- _ACTIVITY_:
Give back the material word for word, every line included.

- _DATASET RECORDS_:
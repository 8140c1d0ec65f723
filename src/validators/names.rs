//! Native lexical checks for the string-derived built-in types
//!
//! The pattern facet cannot express every built-in lexical space (XSD
//! regex class subtraction has no translation), so the string family
//! carries an optional native check function alongside its facets.
//! These checks run on the whitespace-normalized value.

use crate::error::{ValueError, ValueErrorKind};
use once_cell::sync::Lazy;
use regex::Regex;

fn lexical_error(type_name: &'static str, content: &str) -> ValueError {
    ValueError::new(
        ValueErrorKind::InvalidLexical,
        format!("value is not a valid xs:{}", type_name),
    )
    .with_value(content)
}

fn is_name_start(c: char) -> bool {
    c.is_ascii_alphabetic() || c == '_' || c == ':'
}

fn is_name_char(c: char) -> bool {
    c.is_ascii_alphanumeric() || matches!(c, '_' | ':' | '-' | '.')
}

/// xs:normalizedString forbids tab, LF and CR
pub fn check_normalized_string(content: &str) -> Result<(), ValueError> {
    if content.contains(['\t', '\n', '\r']) {
        return Err(lexical_error("normalizedString", content));
    }
    Ok(())
}

/// xs:token additionally forbids leading/trailing spaces and runs of them
pub fn check_token(content: &str) -> Result<(), ValueError> {
    check_normalized_string(content).map_err(|_| lexical_error("token", content))?;
    if content.starts_with(' ') || content.ends_with(' ') || content.contains("  ") {
        return Err(lexical_error("token", content));
    }
    Ok(())
}

static LANGUAGE_REGEX: Lazy<Regex> =
    Lazy::new(|| Regex::new(r"^[a-zA-Z]{1,8}(-[a-zA-Z0-9]{1,8})*$").unwrap());

/// xs:language per RFC 3066 subtags
pub fn check_language(content: &str) -> Result<(), ValueError> {
    if !LANGUAGE_REGEX.is_match(content) {
        return Err(lexical_error("language", content));
    }
    Ok(())
}

/// xs:Name: a name-start character followed by name characters
pub fn check_name(content: &str) -> Result<(), ValueError> {
    let mut chars = content.chars();
    match chars.next() {
        Some(c) if is_name_start(c) => {}
        _ => return Err(lexical_error("Name", content)),
    }
    if chars.all(is_name_char) {
        Ok(())
    } else {
        Err(lexical_error("Name", content))
    }
}

/// xs:NCName: a Name with no colon
pub fn check_ncname(content: &str) -> Result<(), ValueError> {
    if content.contains(':') {
        return Err(lexical_error("NCName", content));
    }
    check_name(content).map_err(|_| lexical_error("NCName", content))
}

/// xs:NMTOKEN: one or more name characters, no start restriction
pub fn check_nmtoken(content: &str) -> Result<(), ValueError> {
    if !content.is_empty() && content.chars().all(is_name_char) {
        Ok(())
    } else {
        Err(lexical_error("NMTOKEN", content))
    }
}

/// xs:QName: an optional NCName prefix, a colon, and an NCName local part
pub fn check_qname(content: &str) -> Result<(), ValueError> {
    let mut parts = content.split(':');
    let first = parts.next().unwrap_or("");
    match (parts.next(), parts.next()) {
        (None, _) => check_ncname(first).map_err(|_| lexical_error("QName", content)),
        (Some(local), None) => {
            check_ncname(first)
                .and_then(|_| check_ncname(local))
                .map_err(|_| lexical_error("QName", content))
        }
        (Some(_), Some(_)) => Err(lexical_error("QName", content)),
    }
}

/// xs:anyURI: any character data without raw whitespace controls.
///
/// Full RFC 2396 checking is deliberately loose here, matching the
/// lenient handling most processors apply.
pub fn check_any_uri(content: &str) -> Result<(), ValueError> {
    if content.contains(['\t', '\n', '\r', ' ']) {
        return Err(lexical_error("anyURI", content));
    }
    Ok(())
}

#[cfg(test)]
mod tests {
    use super::*;

    #[test]
    fn test_normalized_string() {
        assert!(check_normalized_string("hello world").is_ok());
        assert!(check_normalized_string("  padded  ").is_ok());
        assert!(check_normalized_string("line\nbreak").is_err());
        assert!(check_normalized_string("tab\there").is_err());
    }

    #[test]
    fn test_token() {
        assert!(check_token("hello world").is_ok());
        assert!(check_token("").is_ok());
        assert!(check_token(" leading").is_err());
        assert!(check_token("trailing ").is_err());
        assert!(check_token("double  space").is_err());
    }

    #[test]
    fn test_language() {
        assert!(check_language("en").is_ok());
        assert!(check_language("en-US").is_ok());
        assert!(check_language("x-klingon1").is_ok());
        assert!(check_language("").is_err());
        assert!(check_language("verylongtag").is_err());
        assert!(check_language("en_US").is_err());
    }

    #[test]
    fn test_name_and_ncname() {
        assert!(check_name("valid-name").is_ok());
        assert!(check_name("_underscore").is_ok());
        assert!(check_name("ns:local").is_ok());
        assert!(check_name("1starts-with-digit").is_err());
        assert!(check_name("").is_err());

        assert!(check_ncname("no-colon").is_ok());
        assert!(check_ncname("ns:local").is_err());
        assert!(check_ncname("-leading-hyphen").is_err());
    }

    #[test]
    fn test_nmtoken() {
        assert!(check_nmtoken("123-valid").is_ok());
        assert!(check_nmtoken(".dotted").is_ok());
        assert!(check_nmtoken("").is_err());
        assert!(check_nmtoken("has space").is_err());
    }

    #[test]
    fn test_qname() {
        assert!(check_qname("local").is_ok());
        assert!(check_qname("pre:local").is_ok());
        assert!(check_qname("a:b:c").is_err());
        assert!(check_qname(":local").is_err());
        assert!(check_qname("pre:").is_err());
    }

    #[test]
    fn test_any_uri() {
        assert!(check_any_uri("http://example.com/path?q=1").is_ok());
        assert!(check_any_uri("relative/path").is_ok());
        assert!(check_any_uri("has space").is_err());
        assert!(check_any_uri("line\nbreak").is_err());
    }
}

- _WRITTEN SOLUTION_:
repository 8140c1d0ec65f723
filename src/validators/names.rs
//! Native lexical checks for the string-derived built-in types
//!
//! The pattern facet cannot express every built-in lexical space (XSD
//! regex class subtraction has no translation), so the string family
//! carries an optional native check function alongside its facets.
//! These checks run on the whitespace-normalized value.

use crate::error::{ValueError, ValueErrorKind};
use once_cell::sync::Lazy;
use regex::Regex;

fn lexical_error(type_name: &'static str, content: &str) -> ValueError {
    ValueError::new(
        ValueErrorKind::InvalidLexical,
        format!("value is not a valid xs:{}", type_name),
    )
    .with_value(content)
}

fn is_name_start(c: char) -> bool {
    c.is_ascii_alphabetic() || c == '_' || c == ':'
}

fn is_name_char(c: char) -> bool {
    c.is_ascii_alphanumeric() || matches!(c, '_' | ':' | '-' | '.')
}

/// xs:normalizedString forbids tab, LF and CR
pub fn check_normalized_string(content: &str) -> Result<(), ValueError> {
    if content.contains(['\t', '\n', '\r']) {
        return Err(lexical_error("normalizedString", content));
    }
    Ok(())
}

/// xs:token additionally forbids leading/trailing spaces and runs of them
pub fn check_token(content: &str) -> Result<(), ValueError> {
    check_normalized_string(content).map_err(|_| lexical_error("token", content))?;
    if content.starts_with(' ') || content.ends_with(' ') || content.contains("  ") {
        return Err(lexical_error("token", content));
    }
    Ok(())
}

static LANGUAGE_REGEX: Lazy<Regex> =
    Lazy::new(|| Regex::new(r"^[a-zA-Z]{1,8}(-[a-zA-Z0-9]{1,8})*$").unwrap());

/// xs:language per RFC 3066 subtags
pub fn check_language(content: &str) -> Result<(), ValueError> {
    if !LANGUAGE_REGEX.is_match(content) {
        return Err(lexical_error("language", content));
    }
    Ok(())
}

/// xs:Name: a name-start character followed by name characters
pub fn check_name(content: &str) -> Result<(), ValueError> {
    let mut chars = content.chars();
    match chars.next() {
        Some(c) if is_name_start(c) => {}
        _ => return Err(lexical_error("Name", content)),
    }
    if chars.all(is_name_char) {
        Ok(())
    } else {
        Err(lexical_error("Name", content))
    }
}

/// xs:NCName: a Name with no colon
pub fn check_ncname(content: &str) -> Result<(), ValueError> {
    if content.contains(':') {
        return Err(lexical_error("NCName", content));
    }
    check_name(content).map_err(|_| lexical_error("NCName", content))
}

/// xs:NMTOKEN: one or more name characters, no start restriction
pub fn check_nmtoken(content: &str) -> Result<(), ValueError> {
    if !content.is_empty() && content.chars().all(is_name_char) {
        Ok(())
    } else {
        Err(lexical_error("NMTOKEN", content))
    }
}

/// xs:QName: an optional NCName prefix, a colon, and an NCName local part
pub fn check_qname(content: &str) -> Result<(), ValueError> {
    let mut parts = content.split(':');
    let first = parts.next().unwrap_or("");
    match (parts.next(), parts.next()) {
        (None, _) => check_ncname(first).map_err(|_| lexical_error("QName", content)),
        (Some(local), None) => {
            check_ncname(first)
                .and_then(|_| check_ncname(local))
                .map_err(|_| lexical_error("QName", content))
        }
        (Some(_), Some(_)) => Err(lexical_error("QName", content)),
    }
}

/// xs:anyURI: any character data without raw whitespace controls.
///
/// Full RFC 2396 checking is deliberately loose here, matching the
/// lenient handling most processors apply.
pub fn check_any_uri(content: &str) -> Result<(), ValueError> {
    if content.contains(['\t', '\n', '\r', ' ']) {
        return Err(lexical_error("anyURI", content));
    }
    Ok(())
}

#[cfg(test)]
mod tests {
    use super::*;

    #[test]
    fn test_normalized_string() {
        assert!(check_normalized_string("hello world").is_ok());
        assert!(check_normalized_string("  padded  ").is_ok());
        assert!(check_normalized_string("line\nbreak").is_err());
        assert!(check_normalized_string("tab\there").is_err());
    }

    #[test]
    fn test_token() {
        assert!(check_token("hello world").is_ok());
        assert!(check_token("").is_ok());
        assert!(check_token(" leading").is_err());
        assert!(check_token("trailing ").is_err());
        assert!(check_token("double  space").is_err());
    }

    #[test]
    fn test_language() {
        assert!(check_language("en").is_ok());
        assert!(check_language("en-US").is_ok());
        assert!(check_language("x-klingon1").is_ok());
        assert!(check_language("").is_err());
        assert!(check_language("verylongtag").is_err());
        assert!(check_language("en_US").is_err());
    }

    #[test]
    fn test_name_and_ncname() {
        assert!(check_name("valid-name").is_ok());
        assert!(check_name("_underscore").is_ok());
        assert!(check_name("ns:local").is_ok());
        assert!(check_name("1starts-with-digit").is_err());
        assert!(check_name("").is_err());

        assert!(check_ncname("no-colon").is_ok());
        assert!(check_ncname("ns:local").is_err());
        assert!(check_ncname("-leading-hyphen").is_err());
    }

    #[test]
    fn test_nmtoken() {
        assert!(check_nmtoken("123-valid").is_ok());
        assert!(check_nmtoken(".dotted").is_ok());
        assert!(check_nmtoken("").is_err());
        assert!(check_nmtoken("has space").is_err());
    }

    #[test]
    fn test_qname() {
        assert!(check_qname("local").is_ok());
        assert!(check_qname("pre:local").is_ok());
        assert!(check_qname("a:b:c").is_err());
        assert!(check_qname(":local").is_err());
        assert!(check_qname("pre:").is_err());
    }

    #[test]
    fn test_any_uri() {
        assert!(check_any_uri("http://example.com/path?q=1").is_ok());
        assert!(check_any_uri("relative/path").is_ok());
        assert!(check_any_uri("has space").is_err());
        assert!(check_any_uri("line\nbreak").is_err());
    }
}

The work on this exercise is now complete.